Supplied entries =
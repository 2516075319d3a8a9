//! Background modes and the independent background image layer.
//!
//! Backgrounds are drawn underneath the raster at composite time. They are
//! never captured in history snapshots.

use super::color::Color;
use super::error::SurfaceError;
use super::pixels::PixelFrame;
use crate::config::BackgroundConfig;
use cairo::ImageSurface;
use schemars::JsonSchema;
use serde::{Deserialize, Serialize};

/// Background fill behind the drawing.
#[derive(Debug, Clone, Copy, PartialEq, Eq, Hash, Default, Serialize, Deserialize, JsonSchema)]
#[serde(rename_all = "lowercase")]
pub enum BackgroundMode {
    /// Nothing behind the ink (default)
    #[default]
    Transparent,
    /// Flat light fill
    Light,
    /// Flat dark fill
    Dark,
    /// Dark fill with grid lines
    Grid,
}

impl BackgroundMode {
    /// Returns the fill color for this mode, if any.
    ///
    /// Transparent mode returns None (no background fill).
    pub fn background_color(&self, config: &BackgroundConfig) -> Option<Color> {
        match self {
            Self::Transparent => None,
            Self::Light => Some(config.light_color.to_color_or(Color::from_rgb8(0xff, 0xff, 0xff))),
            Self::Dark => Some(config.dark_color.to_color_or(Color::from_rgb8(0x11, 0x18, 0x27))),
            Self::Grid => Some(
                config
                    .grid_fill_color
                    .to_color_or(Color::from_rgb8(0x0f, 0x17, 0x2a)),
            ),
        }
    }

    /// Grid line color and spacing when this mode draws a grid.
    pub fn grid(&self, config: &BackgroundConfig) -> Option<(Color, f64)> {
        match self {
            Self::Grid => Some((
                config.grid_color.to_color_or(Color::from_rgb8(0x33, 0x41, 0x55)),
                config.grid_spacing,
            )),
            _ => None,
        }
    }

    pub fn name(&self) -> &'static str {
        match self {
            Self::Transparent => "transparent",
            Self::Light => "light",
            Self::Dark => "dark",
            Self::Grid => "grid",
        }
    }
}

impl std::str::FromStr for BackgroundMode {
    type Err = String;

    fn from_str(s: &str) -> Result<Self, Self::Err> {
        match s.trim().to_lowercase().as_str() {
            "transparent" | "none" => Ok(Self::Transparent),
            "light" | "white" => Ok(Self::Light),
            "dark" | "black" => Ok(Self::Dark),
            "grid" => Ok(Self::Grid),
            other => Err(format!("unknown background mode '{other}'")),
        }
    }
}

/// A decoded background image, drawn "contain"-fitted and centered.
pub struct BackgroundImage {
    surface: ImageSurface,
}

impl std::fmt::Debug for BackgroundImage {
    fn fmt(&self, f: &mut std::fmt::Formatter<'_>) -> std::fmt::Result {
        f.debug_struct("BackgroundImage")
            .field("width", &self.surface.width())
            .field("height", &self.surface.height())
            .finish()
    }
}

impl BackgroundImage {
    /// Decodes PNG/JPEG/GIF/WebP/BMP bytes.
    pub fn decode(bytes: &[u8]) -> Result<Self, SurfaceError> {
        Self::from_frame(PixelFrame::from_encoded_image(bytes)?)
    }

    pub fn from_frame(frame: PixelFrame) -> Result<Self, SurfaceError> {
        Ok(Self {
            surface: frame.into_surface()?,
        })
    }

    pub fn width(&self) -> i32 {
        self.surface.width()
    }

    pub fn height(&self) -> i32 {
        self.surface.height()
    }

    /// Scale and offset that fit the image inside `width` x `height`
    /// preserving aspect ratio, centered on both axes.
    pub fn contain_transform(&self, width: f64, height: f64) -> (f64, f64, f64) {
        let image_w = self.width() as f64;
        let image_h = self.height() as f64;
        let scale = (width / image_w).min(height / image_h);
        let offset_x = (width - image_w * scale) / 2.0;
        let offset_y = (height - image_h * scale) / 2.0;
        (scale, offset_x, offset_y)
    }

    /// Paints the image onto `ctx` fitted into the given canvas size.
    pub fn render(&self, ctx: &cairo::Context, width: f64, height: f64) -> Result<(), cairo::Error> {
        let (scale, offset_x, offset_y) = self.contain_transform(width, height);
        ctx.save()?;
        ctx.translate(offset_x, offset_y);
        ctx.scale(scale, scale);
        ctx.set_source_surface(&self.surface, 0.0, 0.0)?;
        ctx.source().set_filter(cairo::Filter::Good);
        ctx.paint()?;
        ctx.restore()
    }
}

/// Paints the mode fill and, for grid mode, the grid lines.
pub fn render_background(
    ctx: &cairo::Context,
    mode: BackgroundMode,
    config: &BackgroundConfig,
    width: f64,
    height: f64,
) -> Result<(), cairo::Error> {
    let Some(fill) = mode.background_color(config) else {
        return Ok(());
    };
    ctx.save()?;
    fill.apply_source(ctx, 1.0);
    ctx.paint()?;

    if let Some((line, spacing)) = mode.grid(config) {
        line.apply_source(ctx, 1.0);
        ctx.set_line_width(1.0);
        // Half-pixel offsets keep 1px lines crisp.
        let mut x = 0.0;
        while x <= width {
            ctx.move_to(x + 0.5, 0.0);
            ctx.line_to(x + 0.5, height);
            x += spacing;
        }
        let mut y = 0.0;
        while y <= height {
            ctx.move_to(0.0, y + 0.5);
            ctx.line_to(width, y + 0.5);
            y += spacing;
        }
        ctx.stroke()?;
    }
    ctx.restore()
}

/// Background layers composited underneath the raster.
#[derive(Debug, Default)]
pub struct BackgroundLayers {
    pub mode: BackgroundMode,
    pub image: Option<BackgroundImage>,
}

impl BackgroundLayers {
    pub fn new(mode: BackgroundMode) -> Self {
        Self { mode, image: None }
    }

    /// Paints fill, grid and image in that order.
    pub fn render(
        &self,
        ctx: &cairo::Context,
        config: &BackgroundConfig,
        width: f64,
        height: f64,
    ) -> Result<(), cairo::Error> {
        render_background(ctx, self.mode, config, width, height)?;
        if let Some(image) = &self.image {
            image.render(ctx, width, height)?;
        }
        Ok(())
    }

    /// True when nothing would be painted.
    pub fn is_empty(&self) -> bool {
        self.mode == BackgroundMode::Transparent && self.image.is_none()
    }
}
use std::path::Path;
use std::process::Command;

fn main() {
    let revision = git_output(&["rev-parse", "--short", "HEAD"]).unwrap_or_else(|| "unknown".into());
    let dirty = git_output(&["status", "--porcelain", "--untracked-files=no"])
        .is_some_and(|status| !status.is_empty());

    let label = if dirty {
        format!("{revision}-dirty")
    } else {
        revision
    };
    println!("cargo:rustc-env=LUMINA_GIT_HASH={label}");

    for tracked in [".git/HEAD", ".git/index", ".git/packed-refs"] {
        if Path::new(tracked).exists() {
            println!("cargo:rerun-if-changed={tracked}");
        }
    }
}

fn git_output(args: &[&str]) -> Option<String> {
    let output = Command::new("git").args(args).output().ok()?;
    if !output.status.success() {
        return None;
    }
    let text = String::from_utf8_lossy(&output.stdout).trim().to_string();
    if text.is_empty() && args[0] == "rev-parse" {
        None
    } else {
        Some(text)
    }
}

Aim of the task =
With the line that contains "let label = if" as the start, output every line through the end of the entries exactly. Add no other lines.

Solved problem =
    let label = if dirty {
        format!("{revision}-dirty")
    } else {
        revision
    };
    println!("cargo:rustc-env=LUMINA_GIT_HASH={label}");

    for tracked in [".git/HEAD", ".git/index", ".git/packed-refs"] {
        if Path::new(tracked).exists() {
            println!("cargo:rerun-if-changed={tracked}");
        }
    }
}

fn git_output(args: &[&str]) -> Option<String> {
    let output = Command::new("git").args(args).output().ok()?;
    if !output.status.success() {
        return None;
    }
    let text = String::from_utf8_lossy(&output.stdout).trim().to_string();
    if text.is_empty() && args[0] == "rev-parse" {
        None
    } else {
        Some(text)
    }
}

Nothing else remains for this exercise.